Analysis of Escherichia coli colonization factor antigen I linear B-cell epitopes, as determined by primate responses, following protein sequence verification.

Abstract

Colonization factor antigen I (CFA/I)-bearing strains of enterotoxigenic Escherichia coli (ETEC) are responsible for a significant percentage of ETEC diarrheal disease worldwide whether the disease presents as infant diarrhea with high mortality or as traveler's diarrhea. CFA/I pili (fimbriae) are virulence determinants that consist of repeating protein subunits (pilin), are found in several ETEC serogroups, and promote attachment to human intestinal mucosa.
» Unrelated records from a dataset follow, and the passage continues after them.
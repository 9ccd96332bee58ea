//! Per-tick frame driver.

mod context;
mod frame_scheduler;

pub use context::{FrameContext, TimedResource};
pub use frame_scheduler::{FrameScheduler, PoseStatus, StopHandle, TickReport};
use std::panic::{self, AssertUnwindSafe};
use std::sync::Arc;
use std::thread::{self, JoinHandle};

use crossbeam_channel::{Receiver, Sender};

use crate::compositor::Layer;
use crate::error::{panic_message, WindowRenderError};
use crate::frame::{AnimationFrameQueue, FrameOutput, FrameRunSummary};
use crate::xr::SharedXrState;

use super::context::{ContextId, WindowId, WindowInfo};
use super::script::{WindowEvent, WindowScript};

/// Opaque fence for one context's output of one tick.
#[derive(Debug, Copy, Clone, PartialEq, Eq, Hash, PartialOrd, Ord)]
pub struct SyncToken(pub u64);

/// One drawn context in a tick result.
#[derive(Debug, Clone, PartialEq)]
pub struct ContextFrame {
    pub context: ContextId,
    pub sync: SyncToken,
    pub clear: Option<[f32; 4]>,
}

/// Settled result of a successful window tick.
#[derive(Debug, Clone, Default, PartialEq)]
pub struct TickOutput {
    pub frames: Vec<ContextFrame>,
    pub callbacks: FrameRunSummary,
    pub layers: Option<Vec<Layer>>,
}

/// Message from a window task back to the scheduler.
#[derive(Debug)]
pub struct TickCompletion {
    pub window: WindowId,
    pub tick: u64,
    pub result: Result<TickOutput, WindowRenderError>,
}

pub(crate) enum WindowCommand {
    Tick { tick: u64, timestamp: f64 },
    Event(WindowEvent),
    Shutdown,
}

/// Starts the window's thread. The script is opened on that thread.
pub(crate) fn spawn_window_task(
    info: WindowInfo,
    mut script: Box<dyn WindowScript>,
    xr: Arc<SharedXrState>,
    commands: Receiver<WindowCommand>,
    completions: Sender<TickCompletion>,
) -> std::io::Result<JoinHandle<()>> {
    thread::Builder::new()
        .name(format!("vesper-{}", info.id))
        .spawn(move || {
            let mut task = WindowTask {
                info,
                frames: AnimationFrameQueue::new(),
                next_sync: 0,
            };
            task.guarded("open", |t| script.open(&t.info, &mut t.frames));

            for command in commands.iter() {
                match command {
                    WindowCommand::Tick { tick, timestamp } => {
                        let result = task.tick(script.as_mut(), &xr, timestamp);
                        let completion = TickCompletion {
                            window: task.info.id,
                            tick,
                            result,
                        };
                        if completions.send(completion).is_err() {
                            break;
                        }
                    }
                    WindowCommand::Event(event) => {
                        task.guarded("event", |t| script.on_event(&event, &mut t.frames));
                    }
                    WindowCommand::Shutdown => break,
                }
            }

            task.guarded("close", |t| script.on_event(&WindowEvent::Closing, &mut t.frames));
            log::debug!("{} task stopped", task.info.id);
        })
}

struct WindowTask {
    info: WindowInfo,
    frames: AnimationFrameQueue,
    next_sync: u64,
}

impl WindowTask {
    fn tick(
        &mut self,
        script: &mut dyn WindowScript,
        xr: &SharedXrState,
        timestamp: f64,
    ) -> Result<TickOutput, WindowRenderError> {
        let window = self.info.id;
        let outcome = panic::catch_unwind(AssertUnwindSafe(|| {
            let mut output = FrameOutput::default();
            let callbacks = self.frames.run(timestamp, xr, &mut output);
            script
                .finish_frame(&output)
                .map_err(|e| WindowRenderError::Script {
                    window,
                    message: format!("{e:#}"),
                })?;
            Ok(self.settle(output, callbacks))
        }));

        outcome.unwrap_or_else(|payload| {
            Err(WindowRenderError::Panicked {
                window,
                message: panic_message(payload.as_ref()),
            })
        })
    }

    fn settle(&mut self, output: FrameOutput, callbacks: FrameRunSummary) -> TickOutput {
        let mut frames = Vec::with_capacity(output.touched.len());
        for &context in &output.touched {
            if !self.info.owns(context) {
                log::warn!("{} drew to {context}, which it does not own", self.info.id);
                continue;
            }
            self.next_sync += 1;
            frames.push(ContextFrame {
                context,
                sync: SyncToken(self.next_sync),
                clear: output.clear_for(context),
            });
        }
        TickOutput {
            frames,
            callbacks,
            layers: output.layers,
        }
    }

    fn guarded(&mut self, what: &str, f: impl FnOnce(&mut Self)) {
        if let Err(payload) = panic::catch_unwind(AssertUnwindSafe(|| f(self))) {
            log::warn!(
                "{} panicked during {what}: {}",
                self.info.id,
                panic_message(payload.as_ref())
            );
        }
    }
}
//! Vesper engine crate.
//!
//! A fixed-cadence frame scheduler for stereo (XR) and flat windows: pose
//! acquisition, per-window render tasks, bounded waits, layer composition and
//! presentation. The wgpu/winit backend lives in `device` and `host`.

pub mod compositor;
pub mod config;
pub mod device;
pub mod error;
pub mod frame;
pub mod host;
pub mod logging;
pub mod pose;
pub mod present;
pub mod scheduler;
pub mod time;
pub mod window;
pub mod xr;

#[cfg(test)]
mod testing;
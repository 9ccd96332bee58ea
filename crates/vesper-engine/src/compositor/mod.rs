//! Layer compositor.
//!
//! Takes the output of every `Rendered` window, resolves it and blits it to
//! native surfaces, composes XR layers, then swaps and submits.

mod compose;
mod layer;
mod xr_present;

pub use compose::{CompositionPass, Compositor, PresentReport, XrFrameReady};
pub use layer::{Layer, LayerKind, LayerList};
pub use xr_present::XrPresentation;
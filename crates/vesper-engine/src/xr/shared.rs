use std::mem::{offset_of, size_of};
use std::sync::Arc;
use std::sync::atomic::{AtomicU32, Ordering};

use bytemuck::Pod;

use crate::error::SchedulerFatalError;
use crate::pose::PoseSample;

use super::derive::{derive_pose, normalize_quat};
use super::layout::{GamepadSlot, XrFrame, FRAME_WORDS, GAMEPAD_SLOTS};

/// Word-slot region holding one [`XrFrame`].
///
/// Readers on any thread access fields in place. The region has no lock; the
/// scheduler's step order guarantees the single writer has finished
/// publishing before any reader is dispatched for the tick.
pub struct SharedXrState {
    words: Box<[AtomicU32]>,
}

impl SharedXrState {
    pub fn new(initial: &XrFrame) -> Self {
        let words = bytemuck::cast_slice::<XrFrame, u32>(std::slice::from_ref(initial))
            .iter()
            .map(|w| AtomicU32::new(*w))
            .collect::<Vec<_>>()
            .into_boxed_slice();
        debug_assert_eq!(words.len(), FRAME_WORDS);
        Self { words }
    }

    /// Copies the whole frame out of the region.
    pub fn load(&self) -> XrFrame {
        self.read_at(0)
    }

    pub fn head_position(&self) -> [f32; 3] {
        self.read_at(offset_of!(XrFrame, position))
    }

    pub fn head_orientation(&self) -> [f32; 4] {
        self.read_at(offset_of!(XrFrame, orientation))
    }

    pub fn render_size(&self) -> (f32, f32) {
        let [w, h]: [f32; 2] = self.read_at(offset_of!(XrFrame, render_width));
        (w, h)
    }

    /// Reads one gamepad slot. Returns `None` for an out-of-range slot.
    pub fn gamepad(&self, slot: usize) -> Option<GamepadSlot> {
        if slot >= GAMEPAD_SLOTS {
            return None;
        }
        let offset = offset_of!(XrFrame, gamepads) + slot * size_of::<GamepadSlot>();
        Some(self.read_at(offset))
    }

    fn read_at<T: Pod>(&self, byte_offset: usize) -> T {
        let mut out = T::zeroed();
        let dst: &mut [u32] = bytemuck::cast_slice_mut(std::slice::from_mut(&mut out));
        let start = byte_offset / 4;
        let len = dst.len();
        for (d, w) in dst.iter_mut().zip(&self.words[start..start + len]) {
            *d = w.load(Ordering::Acquire);
        }
        out
    }

    fn store(&self, frame: &XrFrame) {
        let src = bytemuck::cast_slice::<XrFrame, u32>(std::slice::from_ref(frame));
        for (w, v) in self.words.iter().zip(src) {
            w.store(*v, Ordering::Release);
        }
    }
}

/// Sole writer of the shared XR state.
///
/// Not `Clone`: whoever owns this value (the scheduler's frame context) holds
/// the only mutation rights. Edits land in a private master copy and become
/// visible to readers on [`publish`](Self::publish).
pub struct XrStateWriter {
    frame: XrFrame,
    shared: Arc<SharedXrState>,
}

impl XrStateWriter {
    pub fn new(render_width: u32, render_height: u32) -> Result<Self, SchedulerFatalError> {
        if render_width == 0 || render_height == 0 {
            return Err(SchedulerFatalError::InvalidRenderSize {
                width: render_width,
                height: render_height,
            });
        }

        let frame = XrFrame::new(render_width, render_height);
        let shared = Arc::new(SharedXrState::new(&frame));
        Ok(Self { frame, shared })
    }

    /// The writer's master copy, including unpublished edits.
    pub fn frame(&self) -> &XrFrame {
        &self.frame
    }

    /// Read handle for other execution units.
    pub fn shared(&self) -> Arc<SharedXrState> {
        Arc::clone(&self.shared)
    }

    pub fn set_depth_range(&mut self, near: f32, far: f32) {
        self.frame.depth_near = near;
        self.frame.depth_far = far;
    }

    /// Writes a complete pose sample. Every field the sample carries is
    /// replaced; quaternions are normalized on the way in.
    pub fn apply_pose(&mut self, sample: &PoseSample) {
        let f = &mut self.frame;

        f.position = sample.head.position;
        f.orientation = normalize_quat(sample.head.orientation);

        f.left_view = sample.left.view;
        f.left_projection = sample.left.projection;
        f.left_fov = sample.left.fov;
        f.left_offset = sample.left.offset;

        f.right_view = sample.right.view;
        f.right_projection = sample.right.projection;
        f.right_fov = sample.right.fov;
        f.right_offset = sample.right.offset;

        for (slot, c) in f.gamepads.iter_mut().zip(sample.gamepads.iter()) {
            slot.connected = c.connected as u32;
            slot.position = c.position;
            slot.orientation = normalize_quat(c.orientation);
            for (b, cb) in slot.buttons.iter_mut().zip(c.buttons.iter()) {
                b.pressed = cb.pressed as u32;
                b.touched = cb.touched as u32;
                b.value = cb.value.clamp(0.0, 1.0);
            }
            slot.axes = c.axes;
        }
    }

    /// Recomputes every gamepad's direction and transform from its pose.
    pub fn recompute_derived(&mut self) {
        for slot in self.frame.gamepads.iter_mut() {
            let d = derive_pose(slot.position, slot.orientation);
            slot.direction = d.direction;
            slot.transform = d.transform;
        }
    }

    /// Makes the master copy visible to readers.
    pub fn publish(&self) {
        self.shared.store(&self.frame);
    }
}
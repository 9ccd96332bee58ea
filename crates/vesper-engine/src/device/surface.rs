use std::sync::Arc;

use winit::dpi::PhysicalSize;
use winit::window::Window;

use super::frame::SurfaceFrame;
use super::SurfaceErrorAction;

/// One native window's swapchain.
pub(crate) struct SurfaceSlot {
    pub window: Arc<Window>,
    pub surface: wgpu::Surface<'static>,
    pub config: wgpu::SurfaceConfiguration,
    pub size: PhysicalSize<u32>,
    pub visible: bool,
    pub frame: Option<SurfaceFrame>,
}

impl SurfaceSlot {
    pub fn resize(&mut self, device: &wgpu::Device, new_size: PhysicalSize<u32>) {
        // Dropping an unpresented frame discards it.
        self.frame = None;
        apply_resize(&self.surface, device, &mut self.config, &mut self.size, new_size);
    }

    /// Acquires this tick's surface texture if not already held.
    pub fn acquire(&mut self, device: &wgpu::Device) -> Result<&wgpu::TextureView, String> {
        if self.size.width == 0 || self.size.height == 0 {
            return Err("surface has zero size".into());
        }
        if self.frame.is_none() {
            let surface_texture = match self.surface.get_current_texture() {
                Ok(t) => t,
                Err(e) => {
                    let action = map_surface_error(&self.surface, device, &self.config, self.size, e.clone());
                    return Err(format!("{e} ({action:?})"));
                }
            };
            let view = surface_texture
                .texture
                .create_view(&wgpu::TextureViewDescriptor::default());
            self.frame = Some(SurfaceFrame { surface_texture, view });
        }
        self.frame
            .as_ref()
            .map(|f| &f.view)
            .ok_or_else(|| "surface frame missing".to_string())
    }
}

pub(crate) fn choose_surface_format(
    caps: &wgpu::SurfaceCapabilities,
    prefer_srgb: bool,
) -> Option<wgpu::TextureFormat> {
    if caps.formats.is_empty() {
        return None;
    }

    if prefer_srgb {
        let preferred = [
            wgpu::TextureFormat::Bgra8UnormSrgb,
            wgpu::TextureFormat::Rgba8UnormSrgb,
        ];
        for f in preferred {
            if caps.formats.contains(&f) {
                return Some(f);
            }
        }
    }

    Some(caps.formats[0])
}

pub(crate) fn choose_alpha_mode(
    caps: &wgpu::SurfaceCapabilities,
    requested: Option<wgpu::CompositeAlphaMode>,
) -> wgpu::CompositeAlphaMode {
    requested
        .filter(|m| caps.alpha_modes.contains(m))
        .or_else(|| caps.alpha_modes.first().copied())
        .unwrap_or(wgpu::CompositeAlphaMode::Auto)
}

/// wgpu cannot configure a 0x0 surface; in that case only `size` changes.
pub(crate) fn apply_resize(
    surface: &wgpu::Surface,
    device: &wgpu::Device,
    config: &mut wgpu::SurfaceConfiguration,
    size: &mut PhysicalSize<u32>,
    new_size: PhysicalSize<u32>,
) {
    *size = new_size;
    if new_size.width == 0 || new_size.height == 0 {
        return;
    }

    config.width = new_size.width;
    config.height = new_size.height;
    surface.configure(device, config);
}

pub(crate) fn map_surface_error(
    surface: &wgpu::Surface,
    device: &wgpu::Device,
    config: &wgpu::SurfaceConfiguration,
    size: PhysicalSize<u32>,
    err: wgpu::SurfaceError,
) -> SurfaceErrorAction {
    match err {
        wgpu::SurfaceError::Lost | wgpu::SurfaceError::Outdated => {
            if size.width > 0 && size.height > 0 {
                surface.configure(device, config);
            }
            SurfaceErrorAction::Reconfigured
        }
        wgpu::SurfaceError::OutOfMemory => SurfaceErrorAction::Fatal,
        wgpu::SurfaceError::Timeout => SurfaceErrorAction::SkipFrame,
        wgpu::SurfaceError::Other => SurfaceErrorAction::SkipFrame,
    }
}
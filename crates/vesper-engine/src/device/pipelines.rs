use std::collections::HashMap;

use bytemuck::{Pod, Zeroable};
use wgpu::util::DeviceExt;

pub(crate) fn premul_alpha_blend() -> wgpu::BlendState {
    wgpu::BlendState {
        color: wgpu::BlendComponent {
            src_factor: wgpu::BlendFactor::One,
            dst_factor: wgpu::BlendFactor::OneMinusSrcAlpha,
            operation: wgpu::BlendOperation::Add,
        },
        alpha: wgpu::BlendComponent {
            src_factor: wgpu::BlendFactor::One,
            dst_factor: wgpu::BlendFactor::OneMinusSrcAlpha,
            operation: wgpu::BlendOperation::Add,
        },
    }
}

#[repr(C)]
#[derive(Debug, Copy, Clone, Pod, Zeroable)]
pub(crate) struct BlitUniform {
    pub uv_scale: [f32; 2],
    pub _pad: [f32; 2], // 16-byte alignment
}

#[repr(C)]
#[derive(Debug, Copy, Clone, Pod, Zeroable)]
pub(crate) struct LayerUniform {
    pub mvp: [f32; 16],
    pub uv_rect: [f32; 4],
}

/// Texture + sampler + uniform pipeline, built lazily per target format.
pub(crate) struct TexturedPipeline {
    label: &'static str,
    blend: Option<wgpu::BlendState>,
    vertex_count: u32,
    shader: wgpu::ShaderModule,
    bind_group_layout: wgpu::BindGroupLayout,
    layout: wgpu::PipelineLayout,
    sampler: wgpu::Sampler,
    pipelines: HashMap<wgpu::TextureFormat, wgpu::RenderPipeline>,
}

impl TexturedPipeline {
    /// Fullscreen copy with a UV scale; no blending.
    pub fn blit(device: &wgpu::Device) -> Self {
        Self::new(
            device,
            "vesper blit",
            include_str!("shaders/blit.wgsl"),
            None,
            3,
            std::mem::size_of::<BlitUniform>() as u64,
        )
    }

    /// Textured quad placed by an mvp; premultiplied alpha over.
    pub fn layer(device: &wgpu::Device) -> Self {
        Self::new(
            device,
            "vesper layer",
            include_str!("shaders/layer.wgsl"),
            Some(premul_alpha_blend()),
            6,
            std::mem::size_of::<LayerUniform>() as u64,
        )
    }

    fn new(
        device: &wgpu::Device,
        label: &'static str,
        source: &'static str,
        blend: Option<wgpu::BlendState>,
        vertex_count: u32,
        uniform_size: u64,
    ) -> Self {
        let shader = device.create_shader_module(wgpu::ShaderModuleDescriptor {
            label: Some(label),
            source: wgpu::ShaderSource::Wgsl(source.into()),
        });

        let bind_group_layout = device.create_bind_group_layout(&wgpu::BindGroupLayoutDescriptor {
            label: Some(label),
            entries: &[
                wgpu::BindGroupLayoutEntry {
                    binding: 0,
                    visibility: wgpu::ShaderStages::FRAGMENT,
                    ty: wgpu::BindingType::Texture {
                        sample_type: wgpu::TextureSampleType::Float { filterable: true },
                        view_dimension: wgpu::TextureViewDimension::D2,
                        multisampled: false,
                    },
                    count: None,
                },
                wgpu::BindGroupLayoutEntry {
                    binding: 1,
                    visibility: wgpu::ShaderStages::FRAGMENT,
                    ty: wgpu::BindingType::Sampler(wgpu::SamplerBindingType::Filtering),
                    count: None,
                },
                wgpu::BindGroupLayoutEntry {
                    binding: 2,
                    visibility: wgpu::ShaderStages::VERTEX,
                    ty: wgpu::BindingType::Buffer {
                        ty: wgpu::BufferBindingType::Uniform,
                        has_dynamic_offset: false,
                        min_binding_size: wgpu::BufferSize::new(uniform_size),
                    },
                    count: None,
                },
            ],
        });

        let layout = device.create_pipeline_layout(&wgpu::PipelineLayoutDescriptor {
            label: Some(label),
            bind_group_layouts: &[&bind_group_layout],
            immediate_size: 0,
        });

        let sampler = device.create_sampler(&wgpu::SamplerDescriptor {
            label: Some(label),
            address_mode_u: wgpu::AddressMode::ClampToEdge,
            address_mode_v: wgpu::AddressMode::ClampToEdge,
            address_mode_w: wgpu::AddressMode::ClampToEdge,
            mag_filter: wgpu::FilterMode::Linear,
            min_filter: wgpu::FilterMode::Linear,
            ..Default::default()
        });

        Self {
            label,
            blend,
            vertex_count,
            shader,
            bind_group_layout,
            layout,
            sampler,
            pipelines: HashMap::new(),
        }
    }

    pub fn vertex_count(&self) -> u32 {
        self.vertex_count
    }

    pub fn ensure(&mut self, device: &wgpu::Device, format: wgpu::TextureFormat) {
        if self.pipelines.contains_key(&format) {
            return;
        }
        log::debug!("building {} pipeline for {format:?}", self.label);

        let pipeline = device.create_render_pipeline(&wgpu::RenderPipelineDescriptor {
            label: Some(self.label),
            layout: Some(&self.layout),
            vertex: wgpu::VertexState {
                module: &self.shader,
                entry_point: Some("vs_main"),
                compilation_options: Default::default(),
                buffers: &[],
            },
            fragment: Some(wgpu::FragmentState {
                module: &self.shader,
                entry_point: Some("fs_main"),
                compilation_options: Default::default(),
                targets: &[Some(wgpu::ColorTargetState {
                    format,
                    blend: self.blend,
                    write_mask: wgpu::ColorWrites::ALL,
                })],
            }),
            primitive: wgpu::PrimitiveState {
                topology: wgpu::PrimitiveTopology::TriangleList,
                strip_index_format: None,
                front_face: wgpu::FrontFace::Ccw,
                cull_mode: None,
                polygon_mode: wgpu::PolygonMode::Fill,
                unclipped_depth: false,
                conservative: false,
            },
            depth_stencil: None,
            multisample: wgpu::MultisampleState::default(),
            multiview_mask: None,
            cache: None,
        });

        self.pipelines.insert(format, pipeline);
    }

    /// Call [`TexturedPipeline::ensure`] for `format` first.
    pub fn get(&self, format: wgpu::TextureFormat) -> Option<&wgpu::RenderPipeline> {
        self.pipelines.get(&format)
    }

    pub fn bind(&self, device: &wgpu::Device, texture: &wgpu::TextureView, uniform: &[u8]) -> wgpu::BindGroup {
        let ubo = device.create_buffer_init(&wgpu::util::BufferInitDescriptor {
            label: Some(self.label),
            contents: uniform,
            usage: wgpu::BufferUsages::UNIFORM,
        });
        device.create_bind_group(&wgpu::BindGroupDescriptor {
            label: Some(self.label),
            layout: &self.bind_group_layout,
            entries: &[
                wgpu::BindGroupEntry {
                    binding: 0,
                    resource: wgpu::BindingResource::TextureView(texture),
                },
                wgpu::BindGroupEntry {
                    binding: 1,
                    resource: wgpu::BindingResource::Sampler(&self.sampler),
                },
                wgpu::BindGroupEntry {
                    binding: 2,
                    resource: ubo.as_entire_binding(),
                },
            ],
        })
    }
}
use crate::present::VrSubmitter;
use crate::window::ContextId;

/// XR presentation state owned by the frame context.
#[derive(Default)]
pub struct XrPresentation {
    /// The context rendered as the eye buffer, while presenting.
    pub context: Option<ContextId>,
    /// A fresh pose was applied this tick. Consumed by submission.
    pub has_pose: bool,
    /// Mirror only the left half of the side-by-side eye buffer.
    pub mirror: bool,
    pub(crate) submitter: Option<Box<dyn VrSubmitter>>,
}

impl XrPresentation {
    pub fn new(mirror: bool) -> Self {
        Self {
            mirror,
            ..Self::default()
        }
    }

    pub fn is_presenting(&self) -> bool {
        self.context.is_some()
    }

    pub fn set_submitter(&mut self, submitter: Box<dyn VrSubmitter>) {
        self.submitter = Some(submitter);
    }
}
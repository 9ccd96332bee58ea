use crate::compositor::Layer;
use crate::window::ContextId;
use crate::xr::SharedXrState;

use super::queue::{AnimationFrameQueue, FrameRequestId};

/// What a window's callbacks produced during one tick.
#[derive(Debug, Clone, Default, PartialEq)]
pub struct FrameOutput {
    /// Clear colours in the order they were issued. The last one per context wins.
    pub clears: Vec<(ContextId, [f32; 4])>,
    /// Contexts drawn to this tick, in first-touch order.
    pub touched: Vec<ContextId>,
    /// Replacement layer list, if any callback set one.
    pub layers: Option<Vec<Layer>>,
}

impl FrameOutput {
    pub fn is_empty(&self) -> bool {
        self.touched.is_empty() && self.layers.is_none()
    }

    fn touch(&mut self, context: ContextId) {
        if !self.touched.contains(&context) {
            self.touched.push(context);
        }
    }

    /// Final clear colour for `context`, if it was cleared.
    pub fn clear_for(&self, context: ContextId) -> Option<[f32; 4]> {
        self.clears
            .iter()
            .rev()
            .find(|(c, _)| *c == context)
            .map(|(_, color)| *color)
    }
}

/// Handed to every animation-frame callback.
///
/// All callbacks of one tick see the same timestamp.
pub struct FrameScope<'a> {
    pub(super) timestamp: f64,
    pub(super) xr: &'a SharedXrState,
    pub(super) queue: &'a mut AnimationFrameQueue,
    pub(super) output: &'a mut FrameOutput,
}

impl<'a> FrameScope<'a> {
    /// Milliseconds since the scheduler started.
    pub fn timestamp(&self) -> f64 {
        self.timestamp
    }

    pub fn xr(&self) -> &SharedXrState {
        self.xr
    }

    /// Registers a callback for the next tick.
    pub fn request_frame<F>(&mut self, priority: i32, callback: F) -> FrameRequestId
    where
        F: FnOnce(&mut FrameScope<'_>) -> anyhow::Result<()> + Send + 'static,
    {
        self.queue.request_frame(priority, callback)
    }

    pub fn cancel_frame(&mut self, id: FrameRequestId) -> bool {
        self.queue.cancel_frame(id)
    }

    pub fn clear(&mut self, context: ContextId, color: [f32; 4]) {
        self.output.clears.push((context, color));
        self.output.touch(context);
    }

    /// Marks `context` as drawn without changing its contents.
    pub fn touch(&mut self, context: ContextId) {
        self.output.touch(context);
    }

    /// Replaces the XR layer list wholesale.
    pub fn set_layers(&mut self, layers: Vec<Layer>) {
        self.output.layers = Some(layers);
    }
}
While CFA/I pili are highly immunogenic, the antigenic determinants of CFA/I have not been defined. We wished to identify the linear B-cell epitopes within the CFA/I molecule as determined by primate response to the immunizing protein. To do this, we (i) resolved the discrepancies in the literature on the complete amino acid sequence of CFA/I by N-terminal and internal protein sequencing of purified and selected proteolytic fragments of CFA/I, (ii) utilized this sequence to synthesize 140 overlapping octapeptides covalently attached to polyethylene pins which represented the entire CFA/I protein, (iii) immunized three rhesus monkeys with multiple intramuscular injections of purified CFA/I subunit in Freund's adjuvant, and (iv) tested serum from each monkey for its ability to recognize the octapeptides in a capture enzyme-linked immunosorbent assay. Eight linear B-cell epitopes were identified; the region containing an epitope at amino acids 11 to 21 was strongly recognized by all three individual rhesus monkeys, while the amino acid stretches 22 to 29, 66 to 74, 93 to 101, and 124 to 136 each contained an epitope that was recognized by two of the three rhesus monkeys. The three other regions containing epitopes were recognized by one of the three individuals. The monkey antiserum to pilus subunits recognized native intact pili by immunogold labeling of CFA/I pili present on whole H10407 cells. Therefore, immunization with pilus subunits induces antibody that clearly recognizes both synthetic linear epitopes and intact pili. We are currently studying the importance of these defined epitope-containing regions as vaccine candidates.